Ensuite, pour faire le lien avec ma réponse précédente et puisque vous avez fait référence aux taux d'imposition très élevés dont doivent s'acquitter la plupart des Français, je précise qu'il me paraît important de lutter partout contre la suroptimisation fiscale, c'est-à-dire les comportements abusifs. À la suite des nombreux rapports parlementaires relatifs à cette question, il nous faut travailler à l'Assemblée nationale et au Sénat, puis en commission mixte paritaire.

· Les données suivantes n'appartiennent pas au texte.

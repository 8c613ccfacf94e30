//! Tabular probe report

use comfy_table::{ContentArrangement, Table};

use crate::probe::ProbeResult;

/// ASCII borders with a rule under the header and none between rows
const REPORT_PRESET: &str = "||--+-++|    ++++++";

/// Column headers
pub const HEADER: [&str; 3] = ["Description", "URL", "Result"];

/// Render results as a bordered three-column table.
///
/// Rows keep input order. Columns are as wide as their widest cell, header
/// included, and nothing is wrapped or truncated. No colour or terminal
/// detection is involved, so equal input gives byte-identical output.
pub fn render(results: &[ProbeResult]) -> String {
    let mut table = Table::new();
    table
        .load_preset(REPORT_PRESET)
        .set_content_arrangement(ContentArrangement::Disabled)
        .set_header(HEADER);

    for result in results {
        table.add_row(vec![
            result.description.clone(),
            result.target.clone(),
            result.outcome.to_string(),
        ]);
    }

    table.to_string()
}

#[cfg(test)]
mod tests {
    use super::*;
    use crate::probe::{ProbeFailure, ProbeOutcome};

    fn result(description: &str, target: &str, passed: bool) -> ProbeResult {
        ProbeResult {
            description: description.to_string(),
            target: target.to_string(),
            outcome: if passed {
                ProbeOutcome::Success
            } else {
                ProbeOutcome::Failure
            },
            failure: (!passed).then_some(ProbeFailure::TimedOut),
        }
    }

    fn sample() -> Vec<ProbeResult> {
        vec![
            result("Health / 8080", "http://127.0.0.1:8080", true),
            result("Metrics endpoint / 9002", "http://127.0.0.1:9002/metrics", false),
            result("Socat Relay / 8089", "http://127.0.0.1:8089", true),
        ]
    }

    #[test]
    fn test_render_is_deterministic() {
        assert_eq!(render(&sample()), render(&sample()));
    }

    #[test]
    fn test_rows_keep_input_order() {
        let table = render(&sample());
        let first = table.find("Health / 8080").unwrap();
        let second = table.find("Metrics endpoint / 9002").unwrap();
        let third = table.find("Socat Relay / 8089").unwrap();

        assert!(first < second && second < third);
    }

    #[test]
    fn test_long_content_is_not_truncated() {
        let long_target = format!("http://127.0.0.1:8089/{}", "x".repeat(300));
        let table = render(&[result("Socat Relay / 8089", &long_target, true)]);

        assert!(table.contains(&long_target));
        // Top border, header, header rule, one unwrapped row, bottom border
        assert_eq!(table.lines().count(), 5);
    }

    #[test]
    fn test_borders_are_aligned() {
        let table = render(&sample());
        let rules: Vec<&str> = table.lines().filter(|l| l.starts_with('+')).collect();

        // Top, under the header, bottom
        assert_eq!(rules.len(), 3);
        assert!(rules.iter().all(|rule| *rule == rules[0]));

        let widest_target = "http://127.0.0.1:9002/metrics".len();
        let segments: Vec<usize> = rules[0]
            .split('+')
            .filter(|s| !s.is_empty())
            .map(|s| s.len())
            .collect();
        // Column width plus one space of padding on each side
        assert_eq!(segments[0], "Metrics endpoint / 9002".len() + 2);
        assert_eq!(segments[1], widest_target + 2);
    }

    #[test]
    fn test_header_wider_than_content() {
        let table = render(&[result("a", "b", true)]);
        assert!(table.contains("Description"));
        assert!(table.contains("URL"));
        assert!(table.contains("Result"));
    }

    #[test]
    fn test_empty_report_has_header_only() {
        let table = render(&[]);
        assert!(table.contains("Description"));
        assert!(!table.contains("success"));
    }
}
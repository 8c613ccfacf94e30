//! Fatal harness errors
//!
//! Anything in here ends the run with a non-zero exit. Failures that the run
//! survives (teardown, diagnostics, probe failures) are logged or recorded in
//! the report instead.

use std::path::PathBuf;
use thiserror::Error;

/// A failure that aborts the run
#[derive(Debug, Error)]
pub enum HarnessError {
    /// Building the image failed
    #[error("Build failed:\n{stderr}")]
    BuildFailed {
        /// Captured stderr of the build
        stderr: String,
    },

    /// `compose up` failed
    #[error("docker compose up failed:\n{stderr}")]
    StartFailed {
        /// Captured stderr of `compose up`
        stderr: String,
    },

    /// The relay rules do not form a valid configuration
    #[error("Invalid relay configuration: {0}")]
    InvalidRelayConfig(#[source] harness_config::ConfigError),

    /// The relay file could not be written to the shared volume
    #[error("Failed to write relays file {}: {source}", path.display())]
    ConfigWrite {
        /// Destination of the relay file
        path: PathBuf,
        /// Underlying I/O failure
        #[source]
        source: std::io::Error,
    },
}

/// Result type for harness stages
pub type Result<T> = std::result::Result<T, HarnessError>;

#[cfg(test)]
mod tests {
    use super::*;

    #[test]
    fn test_build_failure_surfaces_stderr() {
        let err = HarnessError::BuildFailed {
            stderr: "no such file".to_string(),
        };
        assert_eq!(err.to_string(), "Build failed:\nno such file");
    }

    #[test]
    fn test_config_write_names_path() {
        let err = HarnessError::ConfigWrite {
            path: PathBuf::from("tailscale/relays.json"),
            source: std::io::Error::new(std::io::ErrorKind::PermissionDenied, "permission denied"),
        };
        let msg = err.to_string();
        assert!(msg.contains("tailscale/relays.json"));
        assert!(msg.contains("permission denied"));
    }
}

La boussole doit rester la même : protéger ceux qui prennent des risques, qui investissent et qui créent des richesses et de l'emploi. Je pense en particulier à la nécessité de défendre notre tissu de PME et d'entreprises de taille intermédiaire (ETI) industrielles contre ceux qui veulent supprimer le pacte Dutreil, une mesure qui serait véritablement criminelle pour notre économie et pour notre tissu productif.
Mme Valérie Boyer. Ce n'est pas la question !

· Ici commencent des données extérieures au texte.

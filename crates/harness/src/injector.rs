//! Hands relay configuration to the running service
//!
//! The relay service reads `relays.json` from a volume shared with the host
//! and only picks up changes when its process starts. Injection therefore
//! means: write the file, restart the container, wait for it.

use harness_config::{RelayConfig, RelayRule};
use std::path::{Path, PathBuf};
use tracing::{info, warn};

use crate::error::{HarnessError, Result};
use crate::lifecycle::Lifecycle;
use crate::readiness::{ReadyState, Readiness};

/// Relay file location, relative to the compose project
pub const DEFAULT_RELAYS_FILE: &str = "tailscale/relays.json";

/// Relay used by the default scenario: listener 8089 to the `whoami` echo server
pub fn default_relay() -> RelayRule {
    RelayRule::new("test-relay", 8089, "whoami-test", 80)
}

/// Writes relay configuration onto the shared volume
#[derive(Debug, Clone)]
pub struct ConfigInjector {
    relays_file: PathBuf,
}

impl ConfigInjector {
    /// Create an injector writing to `relays_file`
    pub fn new(relays_file: impl Into<PathBuf>) -> Self {
        Self {
            relays_file: relays_file.into(),
        }
    }

    /// Path of the relay file
    pub fn relays_file(&self) -> &Path {
        &self.relays_file
    }

    /// Make sure the volume directory exists before compose mounts it.
    ///
    /// Failure is only logged; a missing directory makes the later write fail.
    pub async fn prepare_volume(&self) {
        let Some(dir) = self.relays_file.parent().filter(|d| !d.as_os_str().is_empty()) else {
            return;
        };

        if let Err(e) = async_fs::create_dir_all(dir).await {
            warn!("Could not create volume directory {}: {}", dir.display(), e);
        }
    }

    /// Serialize `rules` and write them to the relay file
    pub async fn write(&self, rules: &[RelayRule]) -> Result<RelayConfig> {
        let config = RelayConfig::new(rules.to_vec()).map_err(HarnessError::InvalidRelayConfig)?;
        let json = config
            .to_json_pretty()
            .map_err(HarnessError::InvalidRelayConfig)?;

        async_fs::write(&self.relays_file, json)
            .await
            .map_err(|source| HarnessError::ConfigWrite {
                path: self.relays_file.clone(),
                source,
            })?;

        info!(
            "Created {} with {} relay(s)",
            self.relays_file.display(),
            config.relays.len()
        );
        Ok(config)
    }

    /// Write `rules`, restart the relay container and wait for it
    pub async fn inject(
        &self,
        rules: &[RelayRule],
        lifecycle: &Lifecycle,
        readiness: &Readiness,
    ) -> Result<ReadyState> {
        self.write(rules).await?;
        lifecycle.restart_service().await;
        Ok(lifecycle.await_ready(readiness).await)
    }
}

M. David Amiel, ministre délégué. Enfin, nous devons améliorer la reconnaissance du travail. Les Français ne sont pas en mesure d'acheter un premier appartement ou une première maison sans apport de leurs parents. Ils ne parviennent plus à s'en sortir – l'héritage devient dès lors un débat –, parce que le travail ne paie plus assez. (Exclamations sur des travées des groupes SER, CRCE-K et GEST.)
Mme Cathy Apourceau-Poly. Nous sommes bien d'accord !
M. le président. Il faut conclure.
M. David Amiel, ministre délégué. À court terme, nous devons nous attaquer à ce problème dans le projet de loi de finances.
M. le président. La parole est à Mme Valérie Boyer, pour la réplique.
Mme Valérie Boyer. Monsieur le ministre, il est temps de vous reconnecter au peuple réel. (Exclamations ironiques sur les travées des groupes SER, CRCE-K et GEST. ) Préserver l'héritage, c'est préserver la France. Les Français attendent de la justice fiscale, pas la lutte des classes pour assurer leur succession familiale. (Applaudissements sur les travées du groupe Les Républicains.)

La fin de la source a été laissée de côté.